Resource allocation diagram

Job life cycle

  1. Jobs are submitted to a queue configured for interruptible backfill. The job runtime requirement is ignored.

  2. Job is scheduled as either regular job or backfill job.

  3. The queue runtime limit is applied to the regularly scheduled job.

  4. In backfill phase, the job is considered for run on any reserved resource, which duration is longer than the minimal time slice configured for the queue. The job runtime limit is set in such way, that the job releases the resource before it is needed by the slot reserving job.

  5. The job runs in a regular manner. It is killed upon reaching its runtime limit, and requeued for the next run. Requeueing must be explicitly configured in the queue.
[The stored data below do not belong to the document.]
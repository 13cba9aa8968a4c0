//! Parses the two pricing CSVs (§6.1) into a [`PricingGrid`]: `open_tolls.csv`
//! (comma-delimited, one row per open-system booth) and `price_per_km.csv`
//! (semicolon-delimited, one row per closed-system operator).

use std::path::Path;

use crate::model::{PriceRow, PricingGrid};

fn parse_row(record: &csv::StringRecord, key_col: usize) -> Option<(String, PriceRow)> {
    let key = record.get(key_col)?.trim();
    if key.is_empty() {
        return None;
    }
    let mut row: PriceRow = [0.0; 5];
    for (i, slot) in row.iter_mut().enumerate() {
        let raw = record.get(key_col + 1 + i)?.trim();
        *slot = raw.parse::<f64>().ok()?;
    }
    Some((key.to_string(), row))
}

/// `open_tolls.csv`: header `name,c1,c2,c3,c4,c5`. Keyed by booth name.
fn load_open_tolls(path: &Path) -> anyhow::Result<std::collections::BTreeMap<String, PriceRow>> {
    let mut reader = csv::ReaderBuilder::new()
        .delimiter(b',')
        .has_headers(true)
        .from_path(path)
        .map_err(|e| anyhow::anyhow!("opening {}: {e}", path.display()))?;

    let mut out = std::collections::BTreeMap::new();
    for (line, result) in reader.records().enumerate() {
        let record = result.map_err(|e| anyhow::anyhow!("reading {} row {line}: {e}", path.display()))?;
        match parse_row(&record, 0) {
            Some((name, row)) => {
                out.insert(name, row);
            }
            None => {
                tracing::debug!(source = "open_tolls.csv", row = line, "ingest.parse_skip");
            }
        }
    }
    Ok(out)
}

/// `price_per_km.csv`: semicolon-delimited, header `operator;c1;c2;c3;c4;c5`.
/// Keyed by operator code.
fn load_price_per_km(path: &Path) -> anyhow::Result<std::collections::BTreeMap<String, PriceRow>> {
    let mut reader = csv::ReaderBuilder::new()
        .delimiter(b';')
        .has_headers(true)
        .from_path(path)
        .map_err(|e| anyhow::anyhow!("opening {}: {e}", path.display()))?;

    let mut out = std::collections::BTreeMap::new();
    for (line, result) in reader.records().enumerate() {
        let record = result.map_err(|e| anyhow::anyhow!("reading {} row {line}: {e}", path.display()))?;
        match parse_row(&record, 0) {
            Some((operator, row)) => {
                out.insert(operator, row);
            }
            None => {
                tracing::debug!(source = "price_per_km.csv", row = line, "ingest.parse_skip");
            }
        }
    }
    Ok(out)
}

pub fn load_pricing_grid(open_tolls_path: &Path, price_per_km_path: &Path) -> anyhow::Result<PricingGrid> {
    let flat = load_open_tolls(open_tolls_path)?;
    let per_km = load_price_per_km(price_per_km_path)?;
    Ok(PricingGrid { per_km, flat })
}

#[cfg(test)]
mod tests {
    use super::*;
    use std::io::Write;

    fn write_temp(name: &str, contents: &str) -> std::path::PathBuf {
        let mut path = std::env::temp_dir();
        path.push(format!("viaroute-test-{name}-{:p}.csv", contents.as_ptr()));
        let mut f = std::fs::File::create(&path).unwrap();
        f.write_all(contents.as_bytes()).unwrap();
        path
    }

    #[test]
    fn loads_open_tolls_csv() {
        let csv = "name,c1,c2,c3,c4,c5\nSaint-Arnoult,2.10,3.20,3.20,4.50,1.10\n";
        let path = write_temp("open", csv);
        let grid = load_open_tolls(&path).unwrap();
        std::fs::remove_file(&path).ok();

        let row = grid.get("Saint-Arnoult").unwrap();
        assert_eq!(row[0], 2.10);
        assert_eq!(row[4], 1.10);
    }

    #[test]
    fn loads_price_per_km_csv_semicolon_delimited() {
        let csv = "operator;c1;c2;c3;c4;c5\nAPRR;0.082;0.123;0.123;0.180;0.060\n";
        let path = write_temp("perkm", csv);
        let grid = load_price_per_km(&path).unwrap();
        std::fs::remove_file(&path).ok();

        let row = grid.get("APRR").unwrap();
        assert_eq!(row[1], 0.123);
    }

    #[test]
    fn load_pricing_grid_combines_both_files() {
        let open = write_temp("open2", "name,c1,c2,c3,c4,c5\nA14,5.0,6.0,6.0,7.0,2.0\n");
        let perkm = write_temp("perkm2", "operator;c1;c2;c3;c4;c5\nAPRR;0.08;0.12;0.12;0.18;0.06\n");
        let grid = load_pricing_grid(&open, &perkm).unwrap();
        std::fs::remove_file(&open).ok();
        std::fs::remove_file(&perkm).ok();

        assert!(grid.flat.contains_key("A14"));
        assert!(grid.per_km.contains_key("APRR"));
    }
}
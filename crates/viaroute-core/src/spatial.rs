//! R-tree spatial indices over toll booths and ramp endpoints (§4.5). Built
//! once from a finished [`crate::Model`] and queried read-only afterwards;
//! every handle stored in the tree is a dense index into the model's arenas,
//! never a pointer.

use rstar::primitives::GeomWithData;
use rstar::{RTree, AABB};

use crate::geo::{BBox, LonLat};
use crate::model::{BoothId, CompleteRamp, RampId, RampType, TollBooth};

type BoothPoint = GeomWithData<[f64; 2], BoothId>;
type RampEndpoint = GeomWithData<[f64; 2], RampId>;

fn to_xy(p: LonLat) -> [f64; 2] {
    [p.lon, p.lat]
}

fn bbox_to_aabb(bbox: BBox) -> AABB<[f64; 2]> {
    AABB::from_corners([bbox.min_lon, bbox.min_lat], [bbox.max_lon, bbox.max_lat])
}

/// Indexes every [`TollBooth`] by its point.
pub struct BoothIndex {
    tree: RTree<BoothPoint>,
}

impl BoothIndex {
    pub fn build(booths: &[TollBooth]) -> Self {
        let items = booths
            .iter()
            .enumerate()
            .map(|(i, b)| GeomWithData::new(to_xy(b.point), i as BoothId))
            .collect();
        Self {
            tree: RTree::bulk_load(items),
        }
    }

    /// All booth handles whose point falls within `bbox`.
    pub fn query_bbox(&self, bbox: BBox) -> Vec<BoothId> {
        self.tree
            .locate_in_envelope(&bbox_to_aabb(bbox))
            .map(|item| item.data)
            .collect()
    }

    /// Booth handles within `radius_m` (approximated via an equirectangular
    /// degree margin) of `center`, ordered nearest-first.
    pub fn query_radius(&self, center: LonLat, radius_m: f64) -> Vec<BoothId> {
        let margin_deg = radius_m / 111_000.0;
        let envelope = bbox_to_aabb(BBox {
            min_lon: center.lon - margin_deg,
            min_lat: center.lat - margin_deg,
            max_lon: center.lon + margin_deg,
            max_lat: center.lat + margin_deg,
        });
        let mut candidates: Vec<(f64, BoothId)> = self
            .tree
            .locate_in_envelope(&envelope)
            .map(|item| {
                let p = LonLat::new(item.geom()[0], item.geom()[1]);
                (crate::geo::haversine_m(center, p), item.data)
            })
            .filter(|(d, _)| *d <= radius_m)
            .collect();
        candidates.sort_by(|a, b| a.0.partial_cmp(&b.0).expect("distances are finite"));
        candidates.into_iter().map(|(_, id)| id).collect()
    }
}

/// Indexes ramps by endpoint, partitioned by ramp type: `Exit` ramps by
/// their start point (for exit lookups, §4.8), `Entry` ramps by their end
/// point (for entry lookups). A ramp never appears in the tree for the
/// other role.
pub struct RampEndpointIndex {
    by_start: RTree<RampEndpoint>,
    by_end: RTree<RampEndpoint>,
}

impl RampEndpointIndex {
    pub fn build(ramps: &[CompleteRamp]) -> Self {
        let starts = ramps
            .iter()
            .filter(|r| r.ramp_type == RampType::Exit)
            .map(|r| GeomWithData::new(to_xy(r.start_point()), r.id))
            .collect();
        let ends = ramps
            .iter()
            .filter(|r| r.ramp_type == RampType::Entry)
            .map(|r| GeomWithData::new(to_xy(r.end_point()), r.id))
            .collect();
        Self {
            by_start: RTree::bulk_load(starts),
            by_end: RTree::bulk_load(ends),
        }
    }

    /// Ramp handles whose *end* point (the point an entry ramp feeds traffic
    /// onto the mainline from) lies within `radius_m` of `center`.
    pub fn entries_near(&self, center: LonLat, radius_m: f64) -> Vec<RampId> {
        Self::query(&self.by_end, center, radius_m)
    }

    /// Ramp handles whose *start* point (where an exit ramp leaves the
    /// mainline) lies within `radius_m` of `center`.
    pub fn exits_near(&self, center: LonLat, radius_m: f64) -> Vec<RampId> {
        Self::query(&self.by_start, center, radius_m)
    }

    fn query(tree: &RTree<RampEndpoint>, center: LonLat, radius_m: f64) -> Vec<RampId> {
        let margin_deg = radius_m / 111_000.0;
        let envelope = bbox_to_aabb(BBox {
            min_lon: center.lon - margin_deg,
            min_lat: center.lat - margin_deg,
            max_lon: center.lon + margin_deg,
            max_lat: center.lat + margin_deg,
        });
        let mut candidates: Vec<(f64, RampId)> = tree
            .locate_in_envelope(&envelope)
            .map(|item| {
                let p = LonLat::new(item.geom()[0], item.geom()[1]);
                (crate::geo::haversine_m(center, p), item.data)
            })
            .filter(|(d, _)| *d <= radius_m)
            .collect();
        candidates.sort_by(|a, b| a.0.partial_cmp(&b.0).expect("distances are finite"));
        candidates.into_iter().map(|(_, id)| id).collect()
    }
}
Assumptions and limitations

  • The interruptible backfill job holds the slot-reserving job start until its calculated start time, in the same way as a regular backfill job. The interruptible backfill job is killed when its run limit expires.

  • Killing other running jobs prematurely does not affect the calculated run limit of an interruptible backfill job. Slot-reserving jobs do not start sooner.

  • While the queue is checked for the consistency of interruptible backfill, backfill and runtime specifications, the requeue exit value clause is not verified, nor executed automatically. Configure requeue exit values according to your site policies.

  • In IBM Platform MultiCluster, bhist does not display interruptible backfill information for remote clusters.

  • A migrated job belonging to an interruptible backfill queue is migrated as if LSB_MIG2PEND is set.

  • Interruptible backfill is disabled for resizable jobs. A resizable job can be submitted into interruptible backfill queue, but the job cannot be resized.